Supplied records:
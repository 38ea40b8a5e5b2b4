//! # Host Bridge Traits
//!
//! Capability traits the core depends on but does not implement itself.
//!
//! ## Traits
//!
//! - [`ObjectStore`](storage::ObjectStore) - Bucket listing, upload and fetch
//! - [`Clock`](time::Clock) - Time source for deterministic testing
//! - [`LoggerSink`](time::LoggerSink) - Forward structured logs to host logging
//!
//! ## Implementations
//!
//! | Capability    | Crate            | Types                                   |
//! |---------------|------------------|-----------------------------------------|
//! | `ObjectStore` | `bridge-desktop` | `LocalObjectStore`, `MemoryObjectStore` |
//! | `Clock`       | this crate       | `SystemClock`, `FixedClock`             |
//! | `LoggerSink`  | host application | forwarded by `core_runtime::logging`    |
//!
//! ## Error Handling
//!
//! All bridge traits use [`BridgeError`](error::BridgeError). Implementations
//! should convert provider-specific failures into it and keep messages free of
//! credentials.
//!
//! ## Thread Safety
//!
//! All bridge traits require `Send + Sync` so handles can be shared across
//! concurrent requests behind an `Arc`.

pub mod error;
pub mod storage;
pub mod time;

pub use error::BridgeError;

pub use storage::{ObjectBody, ObjectStore, ObjectSummary};
pub use time::{Clock, FixedClock, LogEntry, LogLevel, LoggerSink, SystemClock};
//! Playlist repository trait and SQLite implementation

use crate::error::{LibraryError, Result};
use crate::models::{validate_playlist_name, Playlist, PlaylistWithTracks, Track};
use async_trait::async_trait;
use sqlx::{query, query_as, Sqlite, SqlitePool, Transaction};
use tracing::{debug, info};

/// Playlist store interface
///
/// Membership is a set: adding a track that is already present is a no-op,
/// so every mutation here is safe to retry.
#[async_trait]
pub trait PlaylistRepository: Send + Sync {
    /// Check that `name` can be stored by this repository, without I/O
    ///
    /// # Errors
    /// Returns `InvalidInput` when the name would be rejected on write.
    fn validate_name(&self, name: &str) -> Result<()> {
        validate_playlist_name(name).map_err(|e| LibraryError::invalid("name", e))
    }

    /// Find a playlist by its unique name
    async fn find_by_name(&self, name: &str) -> Result<Option<Playlist>>;

    /// Find a playlist by its ID
    ///
    /// # Returns
    /// - `Ok(Some(playlist))` if found
    /// - `Ok(None)` if not found
    /// - `Err` if a storage error occurs
    async fn find_by_id(&self, id: &str) -> Result<Option<Playlist>>;

    /// Return the playlist with this name, creating an empty one if absent
    ///
    /// Concurrent callers with the same name all receive the same playlist.
    async fn create_or_get_by_name(&self, name: &str) -> Result<Playlist>;

    /// Append tracks that are not yet members, in input order
    ///
    /// # Errors
    /// Returns `NotFound` if the playlist or any of the tracks does not
    /// exist; in that case membership is left unchanged.
    async fn add_members(&self, playlist_id: &str, track_ids: &[String])
        -> Result<PlaylistWithTracks>;

    /// Create-or-get the named playlist and overwrite its membership
    async fn replace_contents(&self, name: &str, track_ids: &[String])
        -> Result<PlaylistWithTracks>;

    /// All playlists ordered by name, each with its tracks in display order
    async fn list_all(&self) -> Result<Vec<PlaylistWithTracks>>;

    /// One playlist with its tracks
    async fn get_with_tracks(&self, id: &str) -> Result<Option<PlaylistWithTracks>>;

    /// Delete a playlist; member tracks stay in the catalog
    ///
    /// # Returns
    /// - `Ok(true)` if the playlist was deleted
    /// - `Ok(false)` if it was not found
    async fn delete(&self, id: &str) -> Result<bool>;
}

/// SQLite implementation of PlaylistRepository
pub struct SqlitePlaylistRepository {
    pool: SqlitePool,
}

impl SqlitePlaylistRepository {
    /// Create a new SqlitePlaylistRepository
    pub fn new(pool: SqlitePool) -> Self {
        Self { pool }
    }

    async fn tracks_of(&self, playlist_id: &str) -> Result<Vec<Track>> {
        let tracks = query_as::<_, Track>(
            r#"
            SELECT t.* FROM tracks t
            INNER JOIN playlist_tracks pt ON pt.track_id = t.id
            WHERE pt.playlist_id = ?
            ORDER BY pt.position ASC
            "#,
        )
        .bind(playlist_id)
        .fetch_all(&self.pool)
        .await?;

        Ok(tracks)
    }

    async fn load(&self, playlist: Playlist) -> Result<PlaylistWithTracks> {
        let tracks = self.tracks_of(&playlist.id).await?;
        Ok(PlaylistWithTracks { playlist, tracks })
    }

    async fn require_with_tracks(&self, id: &str) -> Result<PlaylistWithTracks> {
        self.get_with_tracks(id)
            .await?
            .ok_or_else(|| LibraryError::not_found("Playlist", id))
    }
}

/// Bump `updated_at`, taking the write lock for the rest of the transaction
///
/// Returns `false` if the playlist does not exist.
async fn touch(tx: &mut Transaction<'_, Sqlite>, playlist_id: &str) -> Result<bool> {
    let result = query("UPDATE playlists SET updated_at = ? WHERE id = ?")
        .bind(chrono::Utc::now().timestamp())
        .bind(playlist_id)
        .execute(&mut **tx)
        .await?;

    Ok(result.rows_affected() > 0)
}

/// Insert memberships after the current last position, skipping present ids
async fn append_members(
    tx: &mut Transaction<'_, Sqlite>,
    playlist_id: &str,
    track_ids: &[String],
) -> Result<u64> {
    let (mut position,): (i64,) = query_as(
        "SELECT COALESCE(MAX(position) + 1, 0) FROM playlist_tracks WHERE playlist_id = ?",
    )
    .bind(playlist_id)
    .fetch_one(&mut **tx)
    .await?;

    let added_at = chrono::Utc::now().timestamp();
    let mut inserted = 0;

    for track_id in track_ids {
        let exists: Option<(String,)> = query_as("SELECT id FROM tracks WHERE id = ?")
            .bind(track_id)
            .fetch_optional(&mut **tx)
            .await?;
        if exists.is_none() {
            return Err(LibraryError::not_found("Track", track_id.as_str()));
        }

        let result = query(
            r#"
            INSERT OR IGNORE INTO playlist_tracks (playlist_id, track_id, position, added_at)
            VALUES (?, ?, ?, ?)
            "#,
        )
        .bind(playlist_id)
        .bind(track_id)
        .bind(position)
        .bind(added_at)
        .execute(&mut **tx)
        .await?;

        if result.rows_affected() > 0 {
            position += 1;
            inserted += 1;
        }
    }

    Ok(inserted)
}

#[async_trait]
impl PlaylistRepository for SqlitePlaylistRepository {
    async fn find_by_name(&self, name: &str) -> Result<Option<Playlist>> {
        let playlist = query_as::<_, Playlist>("SELECT * FROM playlists WHERE name = ?")
            .bind(name)
            .fetch_optional(&self.pool)
            .await?;

        Ok(playlist)
    }

    async fn find_by_id(&self, id: &str) -> Result<Option<Playlist>> {
        let playlist = query_as::<_, Playlist>("SELECT * FROM playlists WHERE id = ?")
            .bind(id)
            .fetch_optional(&self.pool)
            .await?;

        Ok(playlist)
    }

    async fn create_or_get_by_name(&self, name: &str) -> Result<Playlist> {
        self.validate_name(name)?;

        let candidate = Playlist::new(name.to_string());
        let result = query(
            r#"
            INSERT INTO playlists (id, name, created_at, updated_at)
            VALUES (?, ?, ?, ?)
            ON CONFLICT(name) DO NOTHING
            "#,
        )
        .bind(&candidate.id)
        .bind(&candidate.name)
        .bind(candidate.created_at)
        .bind(candidate.updated_at)
        .execute(&self.pool)
        .await?;

        if result.rows_affected() > 0 {
            info!(playlist_id = %candidate.id, name, "Created playlist");
        }

        self.find_by_name(name)
            .await?
            .ok_or_else(|| LibraryError::not_found("Playlist", name))
    }

    async fn add_members(
        &self,
        playlist_id: &str,
        track_ids: &[String],
    ) -> Result<PlaylistWithTracks> {
        let mut tx = self.pool.begin().await?;

        if !touch(&mut tx, playlist_id).await? {
            return Err(LibraryError::not_found("Playlist", playlist_id));
        }
        let inserted = append_members(&mut tx, playlist_id, track_ids).await?;
        tx.commit().await?;

        debug!(playlist_id, requested = track_ids.len(), inserted, "Added playlist members");
        self.require_with_tracks(playlist_id).await
    }

    async fn replace_contents(
        &self,
        name: &str,
        track_ids: &[String],
    ) -> Result<PlaylistWithTracks> {
        let playlist = self.create_or_get_by_name(name).await?;

        let mut tx = self.pool.begin().await?;
        if !touch(&mut tx, &playlist.id).await? {
            return Err(LibraryError::not_found("Playlist", playlist.id.as_str()));
        }
        query("DELETE FROM playlist_tracks WHERE playlist_id = ?")
            .bind(&playlist.id)
            .execute(&mut *tx)
            .await?;
        let inserted = append_members(&mut tx, &playlist.id, track_ids).await?;
        tx.commit().await?;

        debug!(playlist_id = %playlist.id, name, inserted, "Replaced playlist contents");
        self.require_with_tracks(&playlist.id).await
    }

    async fn list_all(&self) -> Result<Vec<PlaylistWithTracks>> {
        let playlists = query_as::<_, Playlist>("SELECT * FROM playlists ORDER BY name ASC")
            .fetch_all(&self.pool)
            .await?;

        let mut resolved = Vec::with_capacity(playlists.len());
        for playlist in playlists {
            resolved.push(self.load(playlist).await?);
        }

        Ok(resolved)
    }

    async fn get_with_tracks(&self, id: &str) -> Result<Option<PlaylistWithTracks>> {
        match self.find_by_id(id).await? {
            Some(playlist) => Ok(Some(self.load(playlist).await?)),
            None => Ok(None),
        }
    }

    async fn delete(&self, id: &str) -> Result<bool> {
        // Membership rows go with the playlist (ON DELETE CASCADE)
        let result = query("DELETE FROM playlists WHERE id = ?")
            .bind(id)
            .execute(&self.pool)
            .await?;

        Ok(result.rows_affected() > 0)
    }
}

Directions: Among the entries above, find the line with "self.get_with_tracks(id)" and the line with "playlists SET updated_at"; give again exactly these two lines and all lines between them.

Response for this exercise:
        self.get_with_tracks(id)
            .await?
            .ok_or_else(|| LibraryError::not_found("Playlist", id))
    }
}

/// Bump `updated_at`, taking the write lock for the rest of the transaction
///
/// Returns `false` if the playlist does not exist.
async fn touch(tx: &mut Transaction<'_, Sqlite>, playlist_id: &str) -> Result<bool> {
    let result = query("UPDATE playlists SET updated_at = ? WHERE id = ?")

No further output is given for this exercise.